Records from a data collection

-- -- --

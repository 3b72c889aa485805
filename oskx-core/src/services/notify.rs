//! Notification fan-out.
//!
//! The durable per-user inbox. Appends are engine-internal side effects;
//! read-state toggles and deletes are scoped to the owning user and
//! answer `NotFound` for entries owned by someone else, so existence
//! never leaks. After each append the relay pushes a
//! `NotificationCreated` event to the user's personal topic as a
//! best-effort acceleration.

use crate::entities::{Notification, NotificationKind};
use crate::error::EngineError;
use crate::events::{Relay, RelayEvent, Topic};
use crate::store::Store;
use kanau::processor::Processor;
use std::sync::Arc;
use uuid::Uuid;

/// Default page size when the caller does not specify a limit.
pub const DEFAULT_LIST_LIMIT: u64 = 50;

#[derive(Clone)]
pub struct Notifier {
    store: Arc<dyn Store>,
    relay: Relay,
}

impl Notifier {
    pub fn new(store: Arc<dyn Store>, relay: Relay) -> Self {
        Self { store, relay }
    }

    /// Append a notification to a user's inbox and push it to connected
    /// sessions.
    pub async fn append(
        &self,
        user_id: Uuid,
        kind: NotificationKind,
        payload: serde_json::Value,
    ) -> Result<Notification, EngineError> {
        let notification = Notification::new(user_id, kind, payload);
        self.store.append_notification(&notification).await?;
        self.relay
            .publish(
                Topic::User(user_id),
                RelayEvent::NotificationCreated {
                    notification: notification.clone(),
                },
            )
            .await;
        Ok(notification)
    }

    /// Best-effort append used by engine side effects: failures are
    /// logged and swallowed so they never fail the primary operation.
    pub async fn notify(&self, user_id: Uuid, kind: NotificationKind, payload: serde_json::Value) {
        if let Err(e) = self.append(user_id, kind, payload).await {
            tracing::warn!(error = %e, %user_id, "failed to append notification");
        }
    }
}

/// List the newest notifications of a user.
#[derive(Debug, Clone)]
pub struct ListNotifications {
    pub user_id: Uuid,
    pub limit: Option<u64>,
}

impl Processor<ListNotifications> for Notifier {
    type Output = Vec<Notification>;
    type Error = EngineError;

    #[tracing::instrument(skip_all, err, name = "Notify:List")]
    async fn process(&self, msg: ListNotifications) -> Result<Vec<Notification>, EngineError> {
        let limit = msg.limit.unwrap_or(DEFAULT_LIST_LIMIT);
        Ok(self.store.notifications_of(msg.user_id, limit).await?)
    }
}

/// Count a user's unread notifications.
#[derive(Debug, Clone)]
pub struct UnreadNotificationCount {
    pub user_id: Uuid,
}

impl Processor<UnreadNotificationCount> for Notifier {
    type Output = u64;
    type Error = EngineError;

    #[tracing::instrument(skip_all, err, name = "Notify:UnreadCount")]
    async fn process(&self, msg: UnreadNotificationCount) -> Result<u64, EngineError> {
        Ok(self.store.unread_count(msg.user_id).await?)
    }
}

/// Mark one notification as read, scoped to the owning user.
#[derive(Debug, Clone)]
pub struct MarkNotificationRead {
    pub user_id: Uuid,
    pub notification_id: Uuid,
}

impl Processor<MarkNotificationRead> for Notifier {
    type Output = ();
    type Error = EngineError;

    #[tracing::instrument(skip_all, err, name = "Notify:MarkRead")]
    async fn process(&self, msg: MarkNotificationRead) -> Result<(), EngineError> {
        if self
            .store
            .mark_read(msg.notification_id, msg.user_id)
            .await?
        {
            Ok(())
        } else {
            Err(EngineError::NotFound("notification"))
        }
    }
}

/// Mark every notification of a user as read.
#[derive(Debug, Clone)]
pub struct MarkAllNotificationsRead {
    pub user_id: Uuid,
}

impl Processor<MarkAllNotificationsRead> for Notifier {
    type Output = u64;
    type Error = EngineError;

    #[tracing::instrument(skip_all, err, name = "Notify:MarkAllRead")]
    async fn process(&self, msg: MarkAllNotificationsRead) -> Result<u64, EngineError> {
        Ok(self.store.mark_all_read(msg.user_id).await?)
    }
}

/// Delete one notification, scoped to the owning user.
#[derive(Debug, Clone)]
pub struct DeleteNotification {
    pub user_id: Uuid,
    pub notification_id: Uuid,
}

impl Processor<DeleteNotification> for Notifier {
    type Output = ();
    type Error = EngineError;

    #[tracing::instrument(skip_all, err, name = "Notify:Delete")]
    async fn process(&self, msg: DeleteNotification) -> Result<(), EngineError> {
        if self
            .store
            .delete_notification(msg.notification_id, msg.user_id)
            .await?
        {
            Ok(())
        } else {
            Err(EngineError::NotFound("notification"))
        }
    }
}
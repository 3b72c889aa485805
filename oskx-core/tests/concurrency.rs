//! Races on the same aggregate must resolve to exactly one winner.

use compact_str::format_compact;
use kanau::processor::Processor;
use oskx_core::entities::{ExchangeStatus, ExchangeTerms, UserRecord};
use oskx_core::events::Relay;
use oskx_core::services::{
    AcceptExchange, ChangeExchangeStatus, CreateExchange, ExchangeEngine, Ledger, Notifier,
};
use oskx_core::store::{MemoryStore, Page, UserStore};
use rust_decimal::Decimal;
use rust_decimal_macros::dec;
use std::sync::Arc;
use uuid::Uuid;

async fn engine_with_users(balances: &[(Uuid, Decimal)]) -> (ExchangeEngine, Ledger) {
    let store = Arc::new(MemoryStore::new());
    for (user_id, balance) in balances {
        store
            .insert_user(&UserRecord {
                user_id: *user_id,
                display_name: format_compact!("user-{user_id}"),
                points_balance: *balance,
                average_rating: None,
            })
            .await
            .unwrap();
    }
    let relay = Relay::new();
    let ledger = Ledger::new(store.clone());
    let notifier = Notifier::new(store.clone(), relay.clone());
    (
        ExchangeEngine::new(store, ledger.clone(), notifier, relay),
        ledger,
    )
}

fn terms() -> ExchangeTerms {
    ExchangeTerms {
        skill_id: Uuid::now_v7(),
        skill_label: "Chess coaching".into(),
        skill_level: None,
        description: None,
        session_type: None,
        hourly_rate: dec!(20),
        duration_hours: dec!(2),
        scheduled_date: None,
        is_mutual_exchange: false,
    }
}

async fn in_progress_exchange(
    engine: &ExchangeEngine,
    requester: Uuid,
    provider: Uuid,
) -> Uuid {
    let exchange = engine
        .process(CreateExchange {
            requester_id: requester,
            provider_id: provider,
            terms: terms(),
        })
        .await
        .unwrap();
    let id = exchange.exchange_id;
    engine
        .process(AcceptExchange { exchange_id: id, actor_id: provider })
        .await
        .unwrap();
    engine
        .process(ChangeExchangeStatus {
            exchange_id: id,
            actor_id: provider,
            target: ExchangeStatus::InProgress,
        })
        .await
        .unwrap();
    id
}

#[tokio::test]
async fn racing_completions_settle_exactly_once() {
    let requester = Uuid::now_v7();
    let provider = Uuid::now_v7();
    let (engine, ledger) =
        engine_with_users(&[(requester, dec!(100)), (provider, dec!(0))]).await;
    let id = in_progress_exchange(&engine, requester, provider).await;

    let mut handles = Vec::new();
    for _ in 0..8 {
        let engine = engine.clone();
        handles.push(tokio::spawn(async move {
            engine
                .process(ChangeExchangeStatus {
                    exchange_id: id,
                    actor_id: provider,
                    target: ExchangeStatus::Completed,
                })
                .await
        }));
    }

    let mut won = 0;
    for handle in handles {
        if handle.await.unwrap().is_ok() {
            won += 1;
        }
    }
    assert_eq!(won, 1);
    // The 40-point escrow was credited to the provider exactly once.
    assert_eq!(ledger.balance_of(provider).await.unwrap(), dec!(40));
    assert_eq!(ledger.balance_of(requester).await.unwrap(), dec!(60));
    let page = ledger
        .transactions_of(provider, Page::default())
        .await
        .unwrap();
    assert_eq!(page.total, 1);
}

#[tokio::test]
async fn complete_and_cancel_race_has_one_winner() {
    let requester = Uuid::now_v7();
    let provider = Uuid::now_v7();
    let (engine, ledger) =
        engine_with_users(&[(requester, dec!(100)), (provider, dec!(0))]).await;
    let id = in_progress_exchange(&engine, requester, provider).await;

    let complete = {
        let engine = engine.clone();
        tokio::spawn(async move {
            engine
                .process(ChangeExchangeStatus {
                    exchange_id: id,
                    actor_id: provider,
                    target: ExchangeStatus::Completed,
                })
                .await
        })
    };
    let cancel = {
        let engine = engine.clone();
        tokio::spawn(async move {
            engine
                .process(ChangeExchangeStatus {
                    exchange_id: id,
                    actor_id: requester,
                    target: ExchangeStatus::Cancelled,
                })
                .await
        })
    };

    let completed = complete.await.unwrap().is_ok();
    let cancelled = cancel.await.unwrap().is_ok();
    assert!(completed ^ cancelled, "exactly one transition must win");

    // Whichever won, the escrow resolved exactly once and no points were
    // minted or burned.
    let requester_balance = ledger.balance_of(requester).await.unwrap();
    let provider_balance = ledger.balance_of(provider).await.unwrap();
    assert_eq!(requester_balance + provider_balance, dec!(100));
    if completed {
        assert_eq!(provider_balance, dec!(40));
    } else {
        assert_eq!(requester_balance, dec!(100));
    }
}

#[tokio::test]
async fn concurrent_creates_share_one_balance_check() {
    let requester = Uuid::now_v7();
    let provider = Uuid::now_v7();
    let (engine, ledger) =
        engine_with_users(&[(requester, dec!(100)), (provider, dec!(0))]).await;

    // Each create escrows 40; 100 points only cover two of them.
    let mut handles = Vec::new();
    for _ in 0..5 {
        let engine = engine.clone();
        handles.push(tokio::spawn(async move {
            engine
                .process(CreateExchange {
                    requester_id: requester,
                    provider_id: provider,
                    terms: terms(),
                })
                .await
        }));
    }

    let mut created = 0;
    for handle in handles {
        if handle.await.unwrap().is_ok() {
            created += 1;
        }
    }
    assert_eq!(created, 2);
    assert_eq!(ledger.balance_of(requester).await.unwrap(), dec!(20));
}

-- -- --

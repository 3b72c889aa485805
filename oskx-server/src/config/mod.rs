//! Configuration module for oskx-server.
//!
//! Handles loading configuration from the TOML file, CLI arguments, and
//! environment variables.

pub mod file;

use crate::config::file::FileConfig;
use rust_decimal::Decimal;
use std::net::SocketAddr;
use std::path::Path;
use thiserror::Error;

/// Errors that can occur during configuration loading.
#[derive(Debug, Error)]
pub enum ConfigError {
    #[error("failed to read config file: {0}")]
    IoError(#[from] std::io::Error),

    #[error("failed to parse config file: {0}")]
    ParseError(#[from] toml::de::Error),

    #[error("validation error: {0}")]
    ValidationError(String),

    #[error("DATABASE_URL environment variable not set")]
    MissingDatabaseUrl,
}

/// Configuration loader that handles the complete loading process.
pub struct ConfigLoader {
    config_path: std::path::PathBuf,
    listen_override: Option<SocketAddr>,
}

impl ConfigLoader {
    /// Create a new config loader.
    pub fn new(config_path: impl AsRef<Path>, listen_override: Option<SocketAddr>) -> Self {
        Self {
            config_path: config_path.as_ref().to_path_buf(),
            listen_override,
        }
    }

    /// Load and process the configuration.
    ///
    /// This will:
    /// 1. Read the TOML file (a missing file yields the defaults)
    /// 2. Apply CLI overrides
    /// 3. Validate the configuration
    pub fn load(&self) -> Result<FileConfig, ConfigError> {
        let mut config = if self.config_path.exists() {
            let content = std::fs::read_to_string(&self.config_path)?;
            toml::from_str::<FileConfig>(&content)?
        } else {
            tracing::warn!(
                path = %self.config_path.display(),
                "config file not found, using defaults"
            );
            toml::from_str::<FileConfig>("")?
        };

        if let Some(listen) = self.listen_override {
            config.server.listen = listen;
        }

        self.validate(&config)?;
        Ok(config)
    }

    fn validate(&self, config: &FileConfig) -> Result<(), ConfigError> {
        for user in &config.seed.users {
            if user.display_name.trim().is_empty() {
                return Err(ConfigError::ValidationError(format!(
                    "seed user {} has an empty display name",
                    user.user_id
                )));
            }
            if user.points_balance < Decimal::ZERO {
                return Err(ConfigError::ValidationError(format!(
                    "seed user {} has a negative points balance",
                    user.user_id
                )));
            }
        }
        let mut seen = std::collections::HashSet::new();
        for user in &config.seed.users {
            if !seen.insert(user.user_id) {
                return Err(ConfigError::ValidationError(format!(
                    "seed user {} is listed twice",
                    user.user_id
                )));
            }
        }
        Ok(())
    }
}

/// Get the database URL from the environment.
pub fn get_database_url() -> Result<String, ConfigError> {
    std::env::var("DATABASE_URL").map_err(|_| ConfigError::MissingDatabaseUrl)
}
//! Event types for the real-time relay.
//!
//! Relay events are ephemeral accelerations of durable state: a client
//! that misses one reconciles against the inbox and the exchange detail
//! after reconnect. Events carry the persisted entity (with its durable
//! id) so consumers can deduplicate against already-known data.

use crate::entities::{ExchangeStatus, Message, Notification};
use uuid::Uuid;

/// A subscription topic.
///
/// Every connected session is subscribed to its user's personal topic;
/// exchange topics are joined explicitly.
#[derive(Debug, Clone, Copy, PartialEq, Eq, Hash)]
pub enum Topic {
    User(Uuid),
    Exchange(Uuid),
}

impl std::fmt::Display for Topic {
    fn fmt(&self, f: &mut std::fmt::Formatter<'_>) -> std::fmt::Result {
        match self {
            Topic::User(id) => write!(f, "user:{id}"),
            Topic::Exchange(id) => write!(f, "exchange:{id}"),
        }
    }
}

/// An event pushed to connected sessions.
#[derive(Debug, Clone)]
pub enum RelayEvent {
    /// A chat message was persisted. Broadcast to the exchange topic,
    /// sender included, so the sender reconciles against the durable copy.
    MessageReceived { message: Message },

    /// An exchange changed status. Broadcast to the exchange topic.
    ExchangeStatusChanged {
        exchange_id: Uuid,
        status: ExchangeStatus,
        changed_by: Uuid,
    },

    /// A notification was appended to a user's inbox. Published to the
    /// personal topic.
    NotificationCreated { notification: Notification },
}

-- -- --

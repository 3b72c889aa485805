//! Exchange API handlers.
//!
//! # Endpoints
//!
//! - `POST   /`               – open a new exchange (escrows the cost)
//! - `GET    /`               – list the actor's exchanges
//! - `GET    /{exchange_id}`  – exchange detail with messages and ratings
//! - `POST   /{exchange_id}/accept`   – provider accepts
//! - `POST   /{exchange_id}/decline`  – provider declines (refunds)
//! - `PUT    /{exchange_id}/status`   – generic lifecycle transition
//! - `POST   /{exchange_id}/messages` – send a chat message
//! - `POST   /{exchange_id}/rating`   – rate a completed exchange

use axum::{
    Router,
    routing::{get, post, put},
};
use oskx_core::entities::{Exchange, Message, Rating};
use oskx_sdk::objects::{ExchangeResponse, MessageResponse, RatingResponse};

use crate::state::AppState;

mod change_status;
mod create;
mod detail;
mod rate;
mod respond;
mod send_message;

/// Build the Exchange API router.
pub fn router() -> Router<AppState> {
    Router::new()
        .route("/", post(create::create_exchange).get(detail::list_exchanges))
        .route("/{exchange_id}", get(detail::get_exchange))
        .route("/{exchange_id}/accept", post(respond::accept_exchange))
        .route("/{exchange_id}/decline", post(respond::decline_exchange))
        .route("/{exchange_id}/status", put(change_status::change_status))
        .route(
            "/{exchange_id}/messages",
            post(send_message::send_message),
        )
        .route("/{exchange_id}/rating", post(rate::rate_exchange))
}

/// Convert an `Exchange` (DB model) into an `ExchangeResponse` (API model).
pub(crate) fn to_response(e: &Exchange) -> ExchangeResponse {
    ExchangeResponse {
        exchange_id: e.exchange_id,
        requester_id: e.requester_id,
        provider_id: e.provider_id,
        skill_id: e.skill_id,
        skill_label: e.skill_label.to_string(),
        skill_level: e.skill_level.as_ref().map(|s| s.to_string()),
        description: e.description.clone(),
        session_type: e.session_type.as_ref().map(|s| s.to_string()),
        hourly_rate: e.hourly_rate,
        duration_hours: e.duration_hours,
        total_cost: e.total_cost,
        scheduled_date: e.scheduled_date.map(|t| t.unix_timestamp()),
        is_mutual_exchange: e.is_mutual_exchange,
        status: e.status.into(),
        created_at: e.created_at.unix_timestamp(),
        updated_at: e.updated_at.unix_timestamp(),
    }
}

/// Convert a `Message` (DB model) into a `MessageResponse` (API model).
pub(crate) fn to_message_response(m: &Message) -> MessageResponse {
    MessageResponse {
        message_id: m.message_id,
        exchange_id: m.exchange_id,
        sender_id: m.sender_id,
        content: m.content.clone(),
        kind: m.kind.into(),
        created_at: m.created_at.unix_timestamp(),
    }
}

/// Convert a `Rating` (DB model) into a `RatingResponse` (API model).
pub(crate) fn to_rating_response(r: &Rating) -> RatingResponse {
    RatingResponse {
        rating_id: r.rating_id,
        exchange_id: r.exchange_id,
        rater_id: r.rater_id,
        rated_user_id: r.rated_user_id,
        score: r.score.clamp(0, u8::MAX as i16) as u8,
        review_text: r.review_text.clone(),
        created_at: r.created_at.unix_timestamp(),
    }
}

-- -- --

### PROBLEM REQUIREMENTS
Look through the entries above for the word "crate". Copy every line where it shows up.

### OUTPUT OF THE TASK
use crate::entities::{Notification, NotificationKind};
use crate::error::EngineError;
use crate::events::{Relay, RelayEvent, Topic};
use crate::store::Store;
use crate::config::file::FileConfig;
use crate::entities::{ExchangeStatus, Message, Notification};
use crate::state::AppState;
pub(crate) fn to_response(e: &Exchange) -> ExchangeResponse {
pub(crate) fn to_message_response(m: &Message) -> MessageResponse {
pub(crate) fn to_rating_response(r: &Rating) -> RatingResponse {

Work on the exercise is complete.